* **Aim of the exercise**: Tally the lines of the records below that include the word "super", and write down only that tally.

* **Material shown**:
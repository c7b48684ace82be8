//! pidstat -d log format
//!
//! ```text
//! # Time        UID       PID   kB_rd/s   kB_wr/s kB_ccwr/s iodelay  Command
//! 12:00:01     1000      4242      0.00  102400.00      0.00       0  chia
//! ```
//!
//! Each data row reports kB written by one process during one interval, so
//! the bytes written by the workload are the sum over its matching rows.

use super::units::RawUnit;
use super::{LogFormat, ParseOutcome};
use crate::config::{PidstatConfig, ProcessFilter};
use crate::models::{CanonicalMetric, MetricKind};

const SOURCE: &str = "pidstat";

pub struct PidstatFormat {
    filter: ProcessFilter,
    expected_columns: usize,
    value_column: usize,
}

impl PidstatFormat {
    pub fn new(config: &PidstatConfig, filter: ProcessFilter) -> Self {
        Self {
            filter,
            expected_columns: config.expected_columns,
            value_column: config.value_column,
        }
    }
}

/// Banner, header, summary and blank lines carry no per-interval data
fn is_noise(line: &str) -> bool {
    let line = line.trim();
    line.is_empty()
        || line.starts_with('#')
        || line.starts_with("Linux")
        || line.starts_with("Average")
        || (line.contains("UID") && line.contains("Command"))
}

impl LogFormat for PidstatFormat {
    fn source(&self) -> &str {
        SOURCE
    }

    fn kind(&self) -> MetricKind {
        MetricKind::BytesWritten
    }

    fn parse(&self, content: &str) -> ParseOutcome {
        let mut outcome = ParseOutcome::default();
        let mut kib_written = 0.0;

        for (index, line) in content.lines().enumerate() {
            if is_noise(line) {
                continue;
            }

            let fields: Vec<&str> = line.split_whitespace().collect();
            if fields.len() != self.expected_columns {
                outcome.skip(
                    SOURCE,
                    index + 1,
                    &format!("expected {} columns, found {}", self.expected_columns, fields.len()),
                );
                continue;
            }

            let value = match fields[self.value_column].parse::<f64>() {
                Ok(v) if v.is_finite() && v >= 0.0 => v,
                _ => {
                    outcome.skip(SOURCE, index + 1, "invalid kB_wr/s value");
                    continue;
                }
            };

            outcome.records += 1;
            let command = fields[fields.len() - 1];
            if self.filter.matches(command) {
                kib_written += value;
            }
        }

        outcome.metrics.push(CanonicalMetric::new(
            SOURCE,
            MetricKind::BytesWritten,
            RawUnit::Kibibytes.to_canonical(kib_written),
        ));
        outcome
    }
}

* **Solution to the problem**: 2